We practice imitation with Big A every day. Sometimes it’s just some casual mirroring, other times it’s more complicated games (like Follow the Leader or Simon Says).
Encouraging mimicking is a great way to teach skills (“brush your teeth like this, can you stand on one foot like me, etc.”), foster feelings of closeness and silliness, and encourage pro-social exchanges.
Professionals like doctors, daycare providers, police, and school employees can use these tactics to get to know and make requests (“can you stick your tongue out like me so I can check your throat?”) of nonverbal children.
Play is a universal language. Young and old, verbal and nonverbal, we can all connect over games.
Use play to practice new situations (“let’s play first day of school!”), reinforce good habits (“wash your hands in the play sink before we cook”), practice communication skills (“what does the cow say?”), and increase social skills (“she’s going to take a turn, then it’s your turn”).
Sometimes play is talking. Is a nonverbal child not responding to you while pushing a car around on the floor? Get down there and push with them.
Learn and Use Sign Language
I know, I make it sound so simple. But, it really is simple. It’s not easy, but it’s simple.
It’s simple because you don’t need to know enough American Sign Language (ASL) to translate a speech or negotiate a peace talk. You need to be able to ask a nonverbal child if he’s hungry.

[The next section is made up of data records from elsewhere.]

use log::warn;

pub const DEFAULT_HOST: &str = "127.0.0.1";
pub const DEFAULT_PORT: u16 = 3000;
pub const DEFAULT_MAX_UPLOAD_MB: usize = 25;

pub const HOST_VAR: &str = "CSV_INSIGHT_HOST";
pub const PORT_VAR: &str = "CSV_INSIGHT_PORT";
pub const MAX_UPLOAD_VAR: &str = "CSV_INSIGHT_MAX_UPLOAD_MB";

/// Settings for the web server.
#[derive(Debug, Clone, PartialEq, Eq)]
pub struct ServerConfig {
    pub host: String,
    pub port: u16,
    pub max_upload_bytes: usize,
}

impl Default for ServerConfig {
    fn default() -> Self {
        Self {
            host: DEFAULT_HOST.to_string(),
            port: DEFAULT_PORT,
            max_upload_bytes: DEFAULT_MAX_UPLOAD_MB * 1024 * 1024,
        }
    }
}

impl ServerConfig {
    /// Resolve settings from the process arguments and environment.
    pub fn from_env() -> Self {
        let args: Vec<String> = std::env::args().skip(1).collect();
        Self::resolve(&args, |key| std::env::var(key).ok())
    }

    /// Positional `[host] [port]` arguments win over environment variables,
    /// which win over defaults. Unparsable values are ignored with a warning.
    pub fn resolve(args: &[String], env: impl Fn(&str) -> Option<String>) -> Self {
        let mut config = Self::default();

        if let Some(host) = args.first().cloned().or_else(|| env(HOST_VAR)) {
            if !host.trim().is_empty() {
                config.host = host.trim().to_string();
            }
        }

        if let Some(port) = args.get(1).cloned().or_else(|| env(PORT_VAR)) {
            match port.trim().parse::<u16>() {
                Ok(p) if p > 0 => config.port = p,
                _ => warn!("ignoring invalid port '{port}', using {}", config.port),
            }
        }

        if let Some(limit) = env(MAX_UPLOAD_VAR) {
            match limit.trim().parse::<usize>() {
                Ok(mb) if mb > 0 => config.max_upload_bytes = mb * 1024 * 1024,
                _ => warn!("ignoring invalid {MAX_UPLOAD_VAR} '{limit}'"),
            }
        }

        config
    }

    pub fn bind_address(&self) -> String {
        format!("{}:{}", self.host, self.port)
    }
}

There are so many baby sign language YouTube videos. Watch them over and over and over and over again. Soak up all the cheesy songs. They’ll get stuck in your head, it helps.
Explore Communication Devices and Visual Supports
Visual supports are non-verbal ways for nonverbal children to communicate needs, make choices, and make sense of the world. These include PECS (Picture Exchange Communication System), visual charts and calendars, social stories, and pictorial descriptions of tasks and expectations.

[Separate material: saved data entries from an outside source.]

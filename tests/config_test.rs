use std::collections::HashMap;

use csv_insight::config::{
    DEFAULT_HOST, DEFAULT_MAX_UPLOAD_MB, DEFAULT_PORT, HOST_VAR, MAX_UPLOAD_VAR, PORT_VAR,
    ServerConfig,
};

fn resolve(args: &[&str], env: &[(&str, &str)]) -> ServerConfig {
    let args: Vec<String> = args.iter().map(|a| a.to_string()).collect();
    let env: HashMap<String, String> = env
        .iter()
        .map(|(k, v)| (k.to_string(), v.to_string()))
        .collect();
    ServerConfig::resolve(&args, |key| env.get(key).cloned())
}

#[test]
fn defaults_apply_without_args_or_env() {
    let config = resolve(&[], &[]);
    assert_eq!(config.host, DEFAULT_HOST);
    assert_eq!(config.port, DEFAULT_PORT);
    assert_eq!(config.max_upload_bytes, DEFAULT_MAX_UPLOAD_MB * 1024 * 1024);
    assert_eq!(config.bind_address(), "127.0.0.1:3000");
}

#[test]
fn environment_overrides_defaults() {
    let config = resolve(
        &[],
        &[(HOST_VAR, "0.0.0.0"), (PORT_VAR, "8080"), (MAX_UPLOAD_VAR, "5")],
    );
    assert_eq!(config.bind_address(), "0.0.0.0:8080");
    assert_eq!(config.max_upload_bytes, 5 * 1024 * 1024);
}

#[test]
fn positional_args_override_environment() {
    let config = resolve(&["localhost", "9000"], &[(HOST_VAR, "0.0.0.0"), (PORT_VAR, "8080")]);
    assert_eq!(config.bind_address(), "localhost:9000");
}

#[test]
fn invalid_values_fall_back_to_defaults() {
    let config = resolve(&[], &[(PORT_VAR, "not-a-port"), (MAX_UPLOAD_VAR, "0")]);
    assert_eq!(config.port, DEFAULT_PORT);
    assert_eq!(config.max_upload_bytes, DEFAULT_MAX_UPLOAD_MB * 1024 * 1024);
}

There are also electronic devices that can “speak” for nonverbal children. Or, at least, express more complex thoughts than pictures.
Ask your child’s pediatrician, speech therapist, or occupational therapist about all the available options.
I get so many messages describing worries about children not talking. Caregivers want to know why their little ones (usually between 18 months and three) aren’t talking yet or saying more; they want to tell me about what words they can say and what articles they’ve read about late talkers.
There’s a distinction I’d like to make clear.
Talking Versus Communicating
First, I totally understand your anxiety. Second, I don’t mean to be callous or dismissive, but I don’t want to hear about talking. I want to hear about communicating.
Does your baby lift his arms up to be held? Mimic you during simple finger games and songs? Point to something she wants? Do any animal sounds, babbling, screeching, or mimicking? A lack of those kinds of gestures is a lack of communication. And it’s a lack of communication that gets my attention.
If you’re experiencing a total lack of communication-that also includes talking-contact your pediatrician.
Talking with a nonverbal child can a bit awkward (and it’s ok to acknowledge that). But now you know what to say.